Extracted data entries:
****

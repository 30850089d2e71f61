use std::path::PathBuf;
use std::sync::Arc;

use chrono::Local;
use log::{error, info, warn};

use super::deployment::instance_data_dir;
use super::instance::AppInstance;
use super::naming::{self, ProxyHash};
use super::runtime::{ContainerRuntime, RuntimeError};

const BACKUP_DIR: &str = "backup";
const BACKUP_TIMESTAMP_FORMAT: &str = "%Y%m%d_%H%M%S";

/// Stops and removes instance containers. Failures never abort a removal;
/// they are logged and returned so callers can report them.
pub struct ContainerCleaner {
    runtime: Arc<dyn ContainerRuntime + Send + Sync>,
    data_root: PathBuf,
}

impl ContainerCleaner {
    pub fn new(runtime: Arc<dyn ContainerRuntime + Send + Sync>, data_root: PathBuf) -> Self {
        Self { runtime, data_root }
    }

    /// Stop, back up the per-instance data directory and force remove.
    pub async fn remove_instance(&self, instance: &AppInstance) -> Vec<String> {
        let mut failures = vec![];
        let name = &instance.container_name;

        if let Err(err) = self.runtime.stop(name).await {
            if err != RuntimeError::NotFound(name.clone()) {
                warn!("Failed to stop container {name}: {err}");
            }
        }
        if let Err(err) = self.backup_data_dir(instance).await {
            error!("Failed to back up data of {name}: {err}");
            failures.push(format!("{}: backup failed: {err}", instance.id));
        }
        match self.runtime.remove(name).await {
            Ok(()) => info!("Removed container {name}"),
            Err(RuntimeError::NotFound(_)) => info!("Container {name} was already gone"),
            Err(err) => {
                error!("Failed to remove container {name}: {err}");
                failures.push(format!("{}: {err}", instance.id));
            }
        }
        failures
    }

    /// Stops the container, logging failures, then force removes it.
    pub async fn stop_and_remove(&self, name: &str) -> Result<(), RuntimeError> {
        if let Err(err) = self.runtime.stop(name).await {
            warn!("Failed to stop container {name}: {err}");
        }
        match self.runtime.remove(name).await {
            Ok(()) | Err(RuntimeError::NotFound(_)) => Ok(()),
            Err(err) => Err(err),
        }
    }

    /// Removes the tunnel container of a proxy and then its network. The
    /// network removal is attempted even when the container removal fails;
    /// the first error is returned.
    pub async fn remove_tunnel(&self, hash: &ProxyHash) -> Result<(), RuntimeError> {
        let tunnel = naming::tunnel_container_name(hash);
        let container = self.stop_and_remove(&tunnel).await;
        if let Err(err) = &container {
            warn!("Failed to remove tunnel container {tunnel}: {err}");
        }
        let network = self
            .runtime
            .network_remove(&naming::tunnel_network_name(hash))
            .await;
        container.and(network)?;
        info!("Removed tunnel {tunnel}");
        Ok(())
    }

    /// Moves the instance data directory under `backup/`. Returns the new
    /// location or `None` when the instance had no data directory.
    async fn backup_data_dir(&self, instance: &AppInstance) -> std::io::Result<Option<PathBuf>> {
        let data_dir = instance_data_dir(
            &self.data_root,
            &instance.container_name,
            &instance.app_id,
        );
        if !tokio::fs::try_exists(&data_dir).await? {
            return Ok(None);
        }
        let backup_root = self.data_root.join(BACKUP_DIR);
        tokio::fs::create_dir_all(&backup_root).await?;
        let backup_dir = backup_root.join(format!(
            "{}_{}_{}",
            instance.container_name,
            instance.app_id,
            Local::now().format(BACKUP_TIMESTAMP_FORMAT)
        ));
        tokio::fs::rename(&data_dir, &backup_dir).await?;
        info!(
            "Backed up {} to {}",
            data_dir.display(),
            backup_dir.display()
        );
        Ok(Some(backup_dir))
    }
}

****

▶ AIM OF THE TASK
What you give back should match the entries above exactly.

▶ SOLUTION FOR THIS PROBLEM
repository 30850089d2e71f61
use std::path::PathBuf;
use std::sync::Arc;

use chrono::Local;
use log::{error, info, warn};

use super::deployment::instance_data_dir;
use super::instance::AppInstance;
use super::naming::{self, ProxyHash};
use super::runtime::{ContainerRuntime, RuntimeError};

const BACKUP_DIR: &str = "backup";
const BACKUP_TIMESTAMP_FORMAT: &str = "%Y%m%d_%H%M%S";

/// Stops and removes instance containers. Failures never abort a removal;
/// they are logged and returned so callers can report them.
pub struct ContainerCleaner {
    runtime: Arc<dyn ContainerRuntime + Send + Sync>,
    data_root: PathBuf,
}

impl ContainerCleaner {
    pub fn new(runtime: Arc<dyn ContainerRuntime + Send + Sync>, data_root: PathBuf) -> Self {
        Self { runtime, data_root }
    }

    /// Stop, back up the per-instance data directory and force remove.
    pub async fn remove_instance(&self, instance: &AppInstance) -> Vec<String> {
        let mut failures = vec![];
        let name = &instance.container_name;

        if let Err(err) = self.runtime.stop(name).await {
            if err != RuntimeError::NotFound(name.clone()) {
                warn!("Failed to stop container {name}: {err}");
            }
        }
        if let Err(err) = self.backup_data_dir(instance).await {
            error!("Failed to back up data of {name}: {err}");
            failures.push(format!("{}: backup failed: {err}", instance.id));
        }
        match self.runtime.remove(name).await {
            Ok(()) => info!("Removed container {name}"),
            Err(RuntimeError::NotFound(_)) => info!("Container {name} was already gone"),
            Err(err) => {
                error!("Failed to remove container {name}: {err}");
                failures.push(format!("{}: {err}", instance.id));
            }
        }
        failures
    }

    /// Stops the container, logging failures, then force removes it.
    pub async fn stop_and_remove(&self, name: &str) -> Result<(), RuntimeError> {
        if let Err(err) = self.runtime.stop(name).await {
            warn!("Failed to stop container {name}: {err}");
        }
        match self.runtime.remove(name).await {
            Ok(()) | Err(RuntimeError::NotFound(_)) => Ok(()),
            Err(err) => Err(err),
        }
    }

    /// Removes the tunnel container of a proxy and then its network. The
    /// network removal is attempted even when the container removal fails;
    /// the first error is returned.
    pub async fn remove_tunnel(&self, hash: &ProxyHash) -> Result<(), RuntimeError> {
        let tunnel = naming::tunnel_container_name(hash);
        let container = self.stop_and_remove(&tunnel).await;
        if let Err(err) = &container {
            warn!("Failed to remove tunnel container {tunnel}: {err}");
        }
        let network = self
            .runtime
            .network_remove(&naming::tunnel_network_name(hash))
            .await;
        container.and(network)?;
        info!("Removed tunnel {tunnel}");
        Ok(())
    }

    /// Moves the instance data directory under `backup/`. Returns the new
    /// location or `None` when the instance had no data directory.
    async fn backup_data_dir(&self, instance: &AppInstance) -> std::io::Result<Option<PathBuf>> {
        let data_dir = instance_data_dir(
            &self.data_root,
            &instance.container_name,
            &instance.app_id,
        );
        if !tokio::fs::try_exists(&data_dir).await? {
            return Ok(None);
        }
        let backup_root = self.data_root.join(BACKUP_DIR);
        tokio::fs::create_dir_all(&backup_root).await?;
        let backup_dir = backup_root.join(format!(
            "{}_{}_{}",
            instance.container_name,
            instance.app_id,
            Local::now().format(BACKUP_TIMESTAMP_FORMAT)
        ));
        tokio::fs::rename(&data_dir, &backup_dir).await?;
        info!(
            "Backed up {} to {}",
            data_dir.display(),
            backup_dir.display()
        );
        Ok(Some(backup_dir))
    }
}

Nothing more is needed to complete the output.